Karl Darlow (born 8 October 1990) is an English professional footballer who plays as a goalkeeper for Championship club Hull City on loan from Premier League club Newcastle United. He is the grandson of former Wales international forward Ken Leek who was included in the Welsh 1958 World Cup squad. Darlow is a product of the Aston Villa and Nottingham Forest academies and spent time on loan at both Newport County and Walsall earlier in his career.

Club career

Nottingham Forest
Weeks after being released by  Aston Villa at the age of 16, Villa goalkeeping coach Eric Steele recommended Darlow to Forest and he was signed up in their academy. After impressive displays in the reserve team Darlow was awarded a space on the bench where he was present for the majority of the 2010–11 season. His debut was against Crystal Palace, on the last day of the 2010–11 season, as a substitute for Lee Camp. The Reds won the game 3–0, a result that secured them a play-off spot.

In March 2012, Darlow joined Newport County in the Conference National league on loan for a month. He made his first appearance for the club in a 1–0 home win against Gateshead.

On 21 September 2012, Darlow joined Walsall on loan for one month. While there, he signed a new three-year contract at parent club Forest, keeping him there until 2015. On 22 October, his loan with Walsall was extended until 22 December 2012, however Forest recalled him four days later due for an injured Forest goalkeeper Dimitar Evtimov.

He rejoined Walsall on 1 January 2013 in a one-month loan deal, with the view to extending the loan for the end of the season,

Darlow was recalled again on 10 January after first choice Lee Camp had been told he could leave the club on a free transfer.
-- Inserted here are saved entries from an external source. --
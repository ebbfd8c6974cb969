//! Reference machine for Relay thunks.
//!
//! Runs emitted thunk IR against class metadata, witness tables and
//! native implementations laid out in simulated, word-addressed memory.
//! Tests use it to check observable behavior: a call through a dispatch
//! thunk must be indistinguishable from calling the implementation
//! directly, a lookup function must agree with the runtime, and so on.
//!
//! # Architecture
//!
//! - [`Machine`]: memory, symbol addresses, metadata and implementations
//! - `interpreter`: executes [`relay_ir::ThunkFunction`] bodies
//! - `runtime`: `relay_lookup_class_method`
//! - [`harness`]: builds native calls from logical values and reads the
//!   outcome back
//! - [`ptrauth`]: simulated pointer signing
//!
//! Faults (unmapped access, use after take, failed authentication) are
//! [`EvalError`]s rather than panics, so tests can assert on them.

mod errors;
pub mod harness;
mod interpreter;
mod machine;
pub mod memory;
pub mod ptrauth;
mod runtime;

#[cfg(test)]
#[allow(clippy::unwrap_used, reason = "fixtures are well-formed by construction")]
mod test_helpers;

pub use errors::{EvalError, EvalResult};
pub use harness::{
    call_implementation, call_lookup, call_thunk, runtime_lookup, CallReport, LogicalCall,
};
pub use machine::{ArgValue, Invocation, Machine, NativeBody};
pub use memory::Memory;
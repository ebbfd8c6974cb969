//! Word-addressed simulated memory.
//!
//! Every address belongs to an allocated region; touching anything else
//! faults. Reading a word through a *take* drains it: the value has moved
//! out, so a second read faults until the word is written again.

use std::collections::BTreeMap;

use rustc_hash::{FxHashMap, FxHashSet};

use relay_abi::WORD_SIZE;

use crate::errors::{EvalError, EvalResult};

#[allow(clippy::cast_lossless, reason = "`u64::from` is not const")]
pub const WORD: u64 = WORD_SIZE as u64;

const BASE_ADDRESS: u64 = 0x1000;

/// Unmapped bytes left between regions so overruns fault.
const GUARD: u64 = 16;

#[derive(Debug)]
pub struct Memory {
    words: FxHashMap<u64, u64>,
    drained: FxHashSet<u64>,
    /// Region base to size in bytes.
    regions: BTreeMap<u64, u32>,
    next: u64,
}

impl Default for Memory {
    fn default() -> Self {
        Self::new()
    }
}

impl Memory {
    pub fn new() -> Self {
        Self {
            words: FxHashMap::default(),
            drained: FxHashSet::default(),
            regions: BTreeMap::new(),
            next: BASE_ADDRESS,
        }
    }

    /// Allocate a zeroed region of at least `bytes` bytes.
    pub fn alloc(&mut self, bytes: u32) -> u64 {
        let base = self.next;
        let size = u64::from(bytes.max(1)).div_ceil(WORD) * WORD;
        self.next = base + size + GUARD;
        self.regions.insert(base, bytes);
        base
    }

    fn check(&self, addr: u64) -> EvalResult<()> {
        match self.regions.range(..=addr).next_back() {
            Some((&base, &bytes)) if addr < base + u64::from(bytes).max(1) => Ok(()),
            _ => Err(EvalError::Unmapped(addr)),
        }
    }

    pub fn read(&self, addr: u64) -> EvalResult<u64> {
        self.check(addr)?;
        if self.drained.contains(&addr) {
            return Err(EvalError::UseAfterTake(addr));
        }
        Ok(self.words.get(&addr).copied().unwrap_or(0))
    }

    pub fn write(&mut self, addr: u64, value: u64) -> EvalResult<()> {
        self.check(addr)?;
        self.drained.remove(&addr);
        self.words.insert(addr, value);
        Ok(())
    }

    /// Read and drain the word at `addr`.
    pub fn take(&mut self, addr: u64) -> EvalResult<u64> {
        let value = self.read(addr)?;
        self.drained.insert(addr);
        Ok(value)
    }

    pub fn is_drained(&self, addr: u64) -> bool {
        self.drained.contains(&addr)
    }

    /// Size in bytes of the region starting exactly at `base`.
    pub fn region_size(&self, base: u64) -> Option<u32> {
        self.regions.get(&base).copied()
    }

    pub fn read_words(&self, addr: u64, count: usize) -> EvalResult<Vec<u64>> {
        (0..count as u64).map(|i| self.read(addr + WORD * i)).collect()
    }

    pub fn write_words(&mut self, addr: u64, values: &[u64]) -> EvalResult<()> {
        for (i, &value) in (0u64..).zip(values) {
            self.write(addr + WORD * i, value)?;
        }
        Ok(())
    }

    pub fn take_words(&mut self, addr: u64, count: usize) -> EvalResult<Vec<u64>> {
        (0..count as u64).map(|i| self.take(addr + WORD * i)).collect()
    }
}

#[cfg(test)]
#[allow(
    clippy::unwrap_used,
    reason = "tests use unwrap to panic on unexpected state"
)]
//! The metadata service: table slots, conformances and class member lists.
//!
//! # Class metadata layout
//!
//! ```text
//! word 0   type context descriptor
//! word 1   superclass metadata (0 for root classes)
//! word 2.. virtual table: ancestors' entries first, then the class's own
//! ```
//!
//! A class whose own layout or any ancestor's layout may grow in a later
//! library version is *resilient*: its own entries are addressed relative
//! to a bounds global holding the byte offset where they start, instead of
//! a fixed word index.
//!
//! # Witness table layout
//!
//! Word 0 is the conformance descriptor; requirement `i` lives at word
//! `i + 1`.

use std::sync::Arc;

use rustc_hash::FxHashMap;

use relay_ir::{
    DeclContext, EntityKind, Mangler, MethodReference, Name, SharedInterner, TypePool,
    VTableOffset, Visibility,
};

use crate::ptrauth::stable_discriminator;
use crate::AbiError;

/// Words before the first virtual table entry.
pub const VTABLE_HEADER_WORDS: u32 = 2;

/// Words before the first witness in a witness table.
pub const WITNESS_HEADER_WORDS: u32 = 1;

/// A member introduced by a class, as the lookup fallback sees it.
#[derive(Clone, Debug, PartialEq, Eq)]
pub struct ClassMethodEntry {
    pub method: MethodReference,
    /// Symbol of this class's implementation.
    pub implementation: Name,
    pub visibility: Visibility,
    /// Whether some class in this module overrides the entry.
    pub overridden: bool,
}

/// Answers table-slot and conformance questions.
///
/// Deciding which slot a method occupies is owned by the metadata layout
/// subsystem; thunk emission only consults the answers.
pub trait MetadataService: Send + Sync {
    /// Module whose classes this service describes.
    fn module(&self) -> Name;

    /// Witness table word holding `method`'s witness.
    fn witness_index(&self, method: &MethodReference) -> Result<u32, AbiError>;

    /// Slot of `method` in its class's virtual table.
    fn vtable_offset(&self, method: &MethodReference) -> Result<VTableOffset, AbiError>;

    /// Whether `method` introduces a new table entry (rather than
    /// overriding an inherited one).
    fn introduces_entry(&self, method: &MethodReference) -> Result<bool, AbiError>;

    /// Members `class` introduces, in table order.
    fn class_methods(&self, class: Name) -> Result<Vec<ClassMethodEntry>, AbiError>;

    /// Discriminator signing `method`'s table entries.
    fn method_discriminator(&self, method: &MethodReference) -> Result<u16, AbiError>;

    /// Symbol of `class`'s type context descriptor.
    fn type_context_descriptor(&self, class: Name) -> Result<Name, AbiError>;
}

// ── Declarations ────────────────────────────────────────────────────

/// A method declared in a class body.
#[derive(Clone, Debug, PartialEq, Eq)]
pub struct MethodDecl {
    /// Owned by the declaring class.
    pub method: MethodReference,
    pub implementation: Name,
    pub visibility: Visibility,
    /// The inherited method whose entry this one replaces.
    pub overrides: Option<MethodReference>,
}

#[derive(Clone, Debug, PartialEq, Eq)]
pub struct ClassDecl {
    pub name: Name,
    pub superclass: Option<Name>,
    /// Layout may grow in later library versions.
    pub resilient: bool,
    pub methods: Vec<MethodDecl>,
}

#[derive(Clone, Debug, PartialEq, Eq)]
pub struct ProtocolDecl {
    pub name: Name,
    pub requirements: Vec<MethodReference>,
}

/// Conformance of a class to a protocol: one witness per requirement.
#[derive(Clone, Debug, PartialEq, Eq)]
pub struct Conformance {
    pub ty: Name,
    pub protocol: Name,
    pub witnesses: Vec<Name>,
}

/// A resolved virtual table entry.
#[derive(Clone, Debug, PartialEq, Eq)]
pub struct VTableEntry {
    /// The method that introduced the slot.
    pub method: MethodReference,
    /// Final implementation for this class.
    pub implementation: Name,
}

/// The complete virtual table of one class.
#[derive(Clone, Debug, PartialEq, Eq)]
pub struct VTableLayout {
    pub entries: Vec<VTableEntry>,
    /// Word index (from the start of metadata) of the class's own entries.
    pub own_start: u32,
}

impl VTableLayout {
    pub fn metadata_words(&self) -> u32 {
        #[expect(clippy::cast_possible_truncation, reason = "table sizes are tiny")]
        let n = self.entries.len() as u32;
        VTABLE_HEADER_WORDS + n
    }
}

// ── Module metadata ─────────────────────────────────────────────────

/// Reference metadata for one module's classes, protocols and
/// conformances.
pub struct ModuleMetadata {
    module: Name,
    interner: SharedInterner,
    types: Arc<TypePool>,
    classes: Vec<ClassDecl>,
    class_index: FxHashMap<Name, usize>,
    protocols: FxHashMap<Name, ProtocolDecl>,
    conformances: Vec<Conformance>,
}

impl ModuleMetadata {
    pub fn new(module: Name, interner: SharedInterner, types: Arc<TypePool>) -> Self {
        Self {
            module,
            interner,
            types,
            classes: Vec::new(),
            class_index: FxHashMap::default(),
            protocols: FxHashMap::default(),
            conformances: Vec::new(),
        }
    }

    pub fn add_class(&mut self, class: ClassDecl) {
        self.class_index.insert(class.name, self.classes.len());
        self.classes.push(class);
    }

    pub fn add_protocol(&mut self, protocol: ProtocolDecl) {
        self.protocols.insert(protocol.name, protocol);
    }

    pub fn add_conformance(&mut self, conformance: Conformance) -> Result<(), AbiError> {
        let protocol = self.protocol(conformance.protocol)?;
        if protocol.requirements.len() != conformance.witnesses.len() {
            return Err(AbiError::WitnessCountMismatch {
                ty: self.str(conformance.ty).to_owned(),
                protocol: self.str(conformance.protocol).to_owned(),
                expected: protocol.requirements.len(),
                found: conformance.witnesses.len(),
            });
        }
        self.conformances.push(conformance);
        Ok(())
    }

    pub fn interner(&self) -> &SharedInterner {
        &self.interner
    }

    pub fn types(&self) -> &Arc<TypePool> {
        &self.types
    }

    pub fn classes(&self) -> &[ClassDecl] {
        &self.classes
    }

    pub fn conformances(&self) -> &[Conformance] {
        &self.conformances
    }

    fn str(&self, name: Name) -> &'static str {
        self.interner.lookup(name)
    }

    fn mangler(&self) -> Mangler<'_> {
        Mangler::new(&self.interner, &self.types)
    }

    pub fn class(&self, name: Name) -> Result<&ClassDecl, AbiError> {
        self.class_index
            .get(&name)
            .map(|&i| &self.classes[i])
            .ok_or_else(|| AbiError::UnknownClass(self.str(name).to_owned()))
    }

    pub fn protocol(&self, name: Name) -> Result<&ProtocolDecl, AbiError> {
        self.protocols
            .get(&name)
            .ok_or_else(|| AbiError::UnknownProtocol(self.str(name).to_owned()))
    }

    /// Superclass chain of `class`, root first, ending with `class`.
    pub fn ancestry(&self, class: Name) -> Result<Vec<&ClassDecl>, AbiError> {
        let mut chain = Vec::new();
        let mut next = Some(class);
        while let Some(name) = next {
            let decl = self.class(name)?;
            chain.push(decl);
            next = decl.superclass;
        }
        chain.reverse();
        Ok(chain)
    }

    /// Whether `class`'s own entries move when a library evolves.
    pub fn is_resilient(&self, class: Name) -> Result<bool, AbiError> {
        Ok(self.ancestry(class)?.iter().any(|c| c.resilient))
    }

    fn method_decl(&self, method: &MethodReference) -> Result<&MethodDecl, AbiError> {
        let DeclContext::Class(class) = method.owner else {
            return Err(AbiError::NotAClassMethod {
                selector: self.str(method.selector).to_owned(),
            });
        };
        self.class(class)?
            .methods
            .iter()
            .find(|m| &m.method == method)
            .ok_or_else(|| AbiError::UnknownMethod {
                class: self.str(class).to_owned(),
                selector: self.str(method.selector).to_owned(),
            })
    }

    /// The method that introduced the table entry `method` occupies.
    pub fn introducing_method(&self, method: &MethodReference) -> Result<MethodReference, AbiError> {
        let mut current = self.method_decl(method)?;
        while let Some(base) = &current.overrides {
            current = self.method_decl(base)?;
        }
        Ok(current.method.clone())
    }

    /// Resolve the virtual table of `class`.
    pub fn vtable(&self, class: Name) -> Result<VTableLayout, AbiError> {
        let mut entries: Vec<VTableEntry> = Vec::new();
        let mut own_start = VTABLE_HEADER_WORDS;
        for decl in self.ancestry(class)? {
            #[expect(clippy::cast_possible_truncation, reason = "table sizes are tiny")]
            let start = VTABLE_HEADER_WORDS + entries.len() as u32;
            own_start = start;
            for m in &decl.methods {
                match &m.overrides {
                    None => entries.push(VTableEntry {
                        method: m.method.clone(),
                        implementation: m.implementation,
                    }),
                    Some(_) => {
                        let base = self.introducing_method(&m.method)?;
                        if let Some(entry) = entries.iter_mut().find(|e| e.method == base) {
                            entry.implementation = m.implementation;
                        }
                    }
                }
            }
        }
        Ok(VTableLayout { entries, own_start })
    }

    /// Symbol of the bounds global holding the byte offset of `class`'s
    /// own entries.
    pub fn vtable_bounds(&self, class: Name) -> Name {
        let symbol = self
            .mangler()
            .class_entity(self.module, class, EntityKind::VTableBounds);
        self.interner.intern(&symbol)
    }

    /// Every implementation symbol, paired with the method whose native
    /// signature it is called with.
    pub fn implementations(&self) -> Result<Vec<(Name, MethodReference)>, AbiError> {
        let mut out = Vec::new();
        for class in &self.classes {
            for m in &class.methods {
                out.push((m.implementation, self.introducing_method(&m.method)?));
            }
        }
        for conformance in &self.conformances {
            let protocol = self.protocol(conformance.protocol)?;
            for (witness, requirement) in conformance.witnesses.iter().zip(&protocol.requirements)
            {
                out.push((*witness, requirement.clone()));
            }
        }
        Ok(out)
    }

    fn is_overridden(&self, method: &MethodReference) -> Result<bool, AbiError> {
        for class in &self.classes {
            for m in &class.methods {
                if m.overrides.is_some() && &self.introducing_method(&m.method)? == method {
                    return Ok(true);
                }
            }
        }
        Ok(false)
    }
}

impl MetadataService for ModuleMetadata {
    fn module(&self) -> Name {
        self.module
    }

    fn witness_index(&self, method: &MethodReference) -> Result<u32, AbiError> {
        let DeclContext::Protocol(protocol) = method.owner else {
            return Err(AbiError::NotAWitnessMethod {
                selector: self.str(method.selector).to_owned(),
            });
        };
        let position = self
            .protocol(protocol)?
            .requirements
            .iter()
            .position(|r| r == method)
            .ok_or_else(|| AbiError::NotARequirement {
                protocol: self.str(protocol).to_owned(),
                selector: self.str(method.selector).to_owned(),
            })?;
        #[expect(clippy::cast_possible_truncation, reason = "requirement counts are tiny")]
        let index = position as u32 + WITNESS_HEADER_WORDS;
        Ok(index)
    }

    fn vtable_offset(&self, method: &MethodReference) -> Result<VTableOffset, AbiError> {
        let base = self.introducing_method(method)?;
        let DeclContext::Class(class) = base.owner else {
            return Err(AbiError::NotAClassMethod {
                selector: self.str(method.selector).to_owned(),
            });
        };
        let table = self.vtable(class)?;
        let word = table
            .entries
            .iter()
            .position(|e| e.method == base)
            .ok_or_else(|| AbiError::UnknownMethod {
                class: self.str(class).to_owned(),
                selector: self.str(method.selector).to_owned(),
            })?;
        #[expect(clippy::cast_possible_truncation, reason = "table sizes are tiny")]
        let word = word as u32 + VTABLE_HEADER_WORDS;

        if self.is_resilient(class)? {
            Ok(VTableOffset::Resilient {
                bounds: self.vtable_bounds(class),
                index: word - table.own_start,
            })
        } else {
            Ok(VTableOffset::Fixed { word })
        }
    }

    fn introduces_entry(&self, method: &MethodReference) -> Result<bool, AbiError> {
        Ok(self.method_decl(method)?.overrides.is_none())
    }

    fn class_methods(&self, class: Name) -> Result<Vec<ClassMethodEntry>, AbiError> {
        self.class(class)?
            .methods
            .iter()
            .filter(|m| m.overrides.is_none())
            .map(|m| {
                Ok(ClassMethodEntry {
                    method: m.method.clone(),
                    implementation: m.implementation,
                    visibility: m.visibility,
                    overridden: self.is_overridden(&m.method)?,
                })
            })
            .collect()
    }

    fn method_discriminator(&self, method: &MethodReference) -> Result<u16, AbiError> {
        let base = if method.owner.is_protocol() {
            method.clone()
        } else {
            self.introducing_method(method)?
        };
        Ok(stable_discriminator(&self.mangler().method_descriptor(&base)))
    }

    fn type_context_descriptor(&self, class: Name) -> Result<Name, AbiError> {
        self.class(class)?;
        let symbol =
            self.mangler()
                .class_entity(self.module, class, EntityKind::TypeContextDescriptor);
        Ok(self.interner.intern(&symbol))
    }
}

#[cfg(test)]
#[allow(
    clippy::unwrap_used,
    reason = "tests use unwrap to panic on unexpected state"
)]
On 12 January 2013 he made his full Forest league debut in the 2–1 win over Peterborough, and ended with 20 league appearances for the club in the 2012–13 season. Darlow signed a new four-year contract on 23 August 2013 and established himself as manager Billy Davies's first-choice goalkeeper despite the summer arrival of Dorus de Vries.

Newcastle United
On 9 August 2014, Darlow signed a long-term contract with Premier League club Newcastle United for an undisclosed fee. As part of the deal, he and teammate Jamaal Lascelles were loaned back to Nottingham Forest for the 2014–15 season.

He made his debut for Newcastle on 25 August 2015, in a League Cup fixture against Northampton Town which Newcastle won 4–1. He made his Premier League debut on 28 December 2015, against West Bromwich Albion as a late inclusion, after regular keeper Rob Elliot was forced to pull out due to illness; the Magpies lost the game 1–0 after Darlow let Darren Fletcher's header slip through his hands. Following a season-ending injury to Elliot while away on international duty, Darlow was forced to take over in net for Newcastle's final 8 matches as they attempted to avoid relegation. On 30 April 2016, Darlow saved a penalty from Yohan Cabaye, in a 1–0 Premier League win against Crystal Palace. Newcastle were relegated on 11 May following a victory for rivals Sunderland over Everton.

Darlow entered the 2016–17 season in a competition with summer signing Matz Sels to start the Championship season in goal, which Darlow lost. Darlow played in Newcastle's first two League Cup matches against Cheltenham Town and Wolverhampton, picking up clean sheets in both. On 28 September, Darlow received his first Championship start of the season, replacing Sels against Norwich City for a 4–3 win. He became the club's first-choice goalkeeper under Rafael Benítez ahead of Elliot, Sels and Freddie Woodman. Darlow  made 34 appearances, keeping 13 clean sheets, in 2016–17 as Newcastle were promoted to the Premier League as winners of the Championship. Darlow would compete with Rob Elliot during 2017–18 season as first choice Goalkeeper in the Premier League, with Darlow making 12 appearances, however both lost their place in the team when Martin Dúbravka was signed on loan in January 2018.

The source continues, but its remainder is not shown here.